伊勢神宮で初詣 マスク着けた参拝者でにぎわう

【年越しの初詣に訪れた参拝者ら=伊勢市の伊勢神宮内宮で】

【伊勢】新年を迎え、伊勢市の伊勢神宮では1日未明から多くの参拝者が初詣に訪れた。

大晦日の31日深夜、内宮ではマスク姿で参道を歩く人々の姿が目立った。新型コロナウイルスの影響で例年ほどのにぎわいは影を潜めたが前年よりは人出も戻り、正殿前の石段には年越し参拝を待つ多くの人々が長い列を作っていた。
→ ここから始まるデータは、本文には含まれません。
//! Blocking HTTP with a persistent validator cache.
//!
//! The stats feed is one small CSV that changes at most daily, so the
//! cache keeps the last body per URL and revalidates with ETag /
//! Last-Modified once the freshness window has passed.

use std::collections::HashMap;
use std::fs;
use std::path::PathBuf;
use std::sync::Mutex;
use std::time::{Duration, SystemTime, UNIX_EPOCH};

use anyhow::{Context, Result};
use once_cell::sync::OnceCell;
use reqwest::StatusCode;
use reqwest::blocking::Client;
use reqwest::header::{ETAG, IF_MODIFIED_SINCE, IF_NONE_MATCH, LAST_MODIFIED, USER_AGENT};
use serde::{Deserialize, Serialize};

const REQUEST_TIMEOUT_SECS: u64 = 15;
const CACHE_VERSION: u32 = 1;
const CACHE_DIR: &str = "formguide";
const CACHE_FILE: &str = "http_cache.json";

static CLIENT: OnceCell<Client> = OnceCell::new();
static CACHE: Mutex<Option<HttpCacheFile>> = Mutex::new(None);

pub fn http_client() -> Result<&'static Client> {
    CLIENT.get_or_try_init(|| {
        Client::builder()
            .timeout(Duration::from_secs(REQUEST_TIMEOUT_SECS))
            .build()
            .context("failed to build http client")
    })
}

#[derive(Debug, Clone, Serialize, Deserialize, Default)]
struct HttpCacheFile {
    version: u32,
    entries: HashMap<String, CacheEntry>,
}

#[derive(Debug, Clone, Serialize, Deserialize)]
struct CacheEntry {
    body: String,
    etag: Option<String>,
    last_modified: Option<String>,
    fetched_at: u64,
}

/// Fetch a text body through the cache.
///
/// A cached body younger than `max_age` is returned without touching
/// the network. Past the window the request revalidates, so an
/// unchanged feed costs a 304 instead of a re-download.
pub fn fetch_text_cached(client: &Client, url: &str, max_age: Duration) -> Result<String> {
    let cached = {
        let mut guard = CACHE.lock().expect("http cache lock poisoned");
        let cache = guard.get_or_insert_with(load_cache_file);
        cache.entries.get(url).cloned()
    };

    if let Some(entry) = cached.as_ref()
        && !max_age.is_zero()
        && now_secs().saturating_sub(entry.fetched_at) < max_age.as_secs()
    {
        return Ok(entry.body.clone());
    }

    let mut req = client.get(url).header(USER_AGENT, "formguide/0.1");
    if let Some(entry) = cached.as_ref() {
        if let Some(etag) = entry.etag.as_ref() {
            req = req.header(IF_NONE_MATCH, etag);
        }
        if let Some(last_modified) = entry.last_modified.as_ref() {
            req = req.header(IF_MODIFIED_SINCE, last_modified);
        }
    }

    let resp = req.send().with_context(|| format!("request failed: {url}"))?;
    let status = resp.status();

    if status == StatusCode::NOT_MODIFIED {
        let Some(mut entry) = cached else {
            return Err(anyhow::anyhow!("received 304 without cached body"));
        };
        entry.fetched_at = now_secs();
        let body = entry.body.clone();
        store_entry(url, entry);
        return Ok(body);
    }

    let etag = header_string(&resp, ETAG);
    let last_modified = header_string(&resp, LAST_MODIFIED);
    let body = resp.text().context("failed reading body")?;
    if !status.is_success() {
        return Err(anyhow::anyhow!("http {status} fetching {url}"));
    }

    store_entry(
        url,
        CacheEntry {
            body: body.clone(),
            etag,
            last_modified,
            fetched_at: now_secs(),
        },
    );
    Ok(body)
}

fn header_string(
    resp: &reqwest::blocking::Response,
    name: reqwest::header::HeaderName,
) -> Option<String> {
    resp.headers()
        .get(name)
        .and_then(|v| v.to_str().ok())
        .map(|v| v.to_string())
}

fn store_entry(url: &str, entry: CacheEntry) {
    let mut guard = CACHE.lock().expect("http cache lock poisoned");
    let cache = guard.get_or_insert_with(load_cache_file);
    cache.version = CACHE_VERSION;
    cache.entries.insert(url.to_string(), entry);
    let _ = save_cache_file(cache);
}

fn load_cache_file() -> HttpCacheFile {
    let Some(path) = cache_path() else {
        return HttpCacheFile::default();
    };
    let Ok(raw) = fs::read_to_string(path) else {
        return HttpCacheFile::default();
    };
    let cache = serde_json::from_str::<HttpCacheFile>(&raw).unwrap_or_default();
    if cache.version != CACHE_VERSION {
        return HttpCacheFile::default();
    }
    cache
}

fn save_cache_file(cache: &HttpCacheFile) -> Result<()> {
    let Some(path) = cache_path() else {
        return Ok(());
    };
    if let Some(dir) = path.parent() {
        fs::create_dir_all(dir).ok();
    }
    let tmp = path.with_extension("json.tmp");
    let json = serde_json::to_string(cache).context("serialize http cache")?;
    fs::write(&tmp, json).context("write http cache")?;
    fs::rename(&tmp, &path).context("swap http cache")?;
    Ok(())
}

fn cache_path() -> Option<PathBuf> {
    if let Ok(base) = std::env::var("XDG_CACHE_HOME")
        && !base.trim().is_empty()
    {
        return Some(PathBuf::from(base).join(CACHE_DIR).join(CACHE_FILE));
    }
    let home = std::env::var("HOME").ok()?;
    if home.trim().is_empty() {
        return None;
    }
    Some(
        PathBuf::from(home)
            .join(".cache")
            .join(CACHE_DIR)
            .join(CACHE_FILE),
    )
}

fn now_secs() -> u64 {
    SystemTime::now()
        .duration_since(UNIX_EPOCH)
        .map(|d| d.as_secs())
        .unwrap_or_default()
}
use anyhow::{Context, Result, anyhow};
use chrono::Local;

use formguide::columns::{self, ColumnMapping};
use formguide::config::GenConfig;
use formguide::report;
use formguide::sample_feed;
use formguide::scoring::{self, ScoreMethod, ScoreWeights};
use formguide::{fetch, posts};

fn main() -> Result<()> {
    dotenvy::dotenv().ok();
    let cfg = GenConfig::from_env();

    println!("Fetching team statistics...");
    let mut table = if cfg.sample_feed {
        println!("SAMPLE_FEED=1: using synthetic offline data");
        sample_feed::build_sample_table(25)
    } else {
        fetch::fetch_team_table(&cfg.stats_url, cfg.stats_refresh)?
    };
    println!(
        "Loaded {} teams across {} columns",
        table.row_count(),
        table.columns().len()
    );

    let id_col = columns::resolve_identifier(&table)
        .ok_or_else(|| anyhow!("dataset has no columns"))?;
    let before = table.row_count();
    table.dedupe_by(id_col);
    if table.row_count() < before {
        println!("Dropped {} duplicate rows", before - table.row_count());
    }

    let mut mapping = ColumnMapping::resolve(&table);
    mapping.derive_missing(&table);

    let score_report = scoring::score_teams(&table, &mapping, &ScoreWeights::default());
    match score_report.method {
        ScoreMethod::Weighted => {}
        ScoreMethod::Normalized => {
            println!("Core metrics unavailable; scoring via column normalization")
        }
        ScoreMethod::RowIndex => {
            eprintln!("[WARN] No numeric columns found; scores are row positions")
        }
    }
    if score_report.degenerate {
        eprintln!("[WARN] Degenerate scoring: rankings carry no performance signal");
    }

    let ranked = scoring::rank_top(&table, id_col, &score_report.scores, cfg.top_n);
    println!("Top {} teams selected", ranked.len());

    let date = Local::now().date_naive();
    let written = report::write_posts(&cfg.posts_dir, date, &ranked, &mapping, &table)
        .context("write team posts")?;
    for post in &written {
        println!("Generated post #{}: {} -> {}", post.rank, post.team, post.path.display());
    }

    let source = if cfg.sample_feed {
        "synthetic sample feed"
    } else {
        cfg.stats_url.as_str()
    };
    let summary_path =
        report::write_summary_post(&cfg.posts_dir, date, &ranked, table.row_count(), source)
            .context("write summary post")?;
    println!("Summary post created: {}", summary_path.display());

    let index = posts::load_posts(&cfg.posts_dir);
    println!(
        "Completed: {} posts written, {} now in {}",
        written.len() + 1,
        index.posts.len(),
        cfg.posts_dir.display()
    );
    for err in &index.errors {
        eprintln!("[WARN] Unreadable post: {err}");
    }

    Ok(())
}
昨年は濃厚接触者となり、2度の手術を乗り越えたという愛知県半田市の会社員、重野拓郎さん(56)は「早く収束して平穏無事な一年になれば」と話した。一緒に参拝に来ていた妻のかおるさん(53)は「コロナでマラソン大会が中止になってしまったので、今年は出場できたら」と話していた。

神宮司庁によると、昨年の伊勢神宮内宮、外宮を合わせた総参拝者数は382万7451人(前年比171万360人減)で、平成以降では過去最低の数字となった。一方で12月の参拝者数は前年より多く、やや回復傾向が見られたという。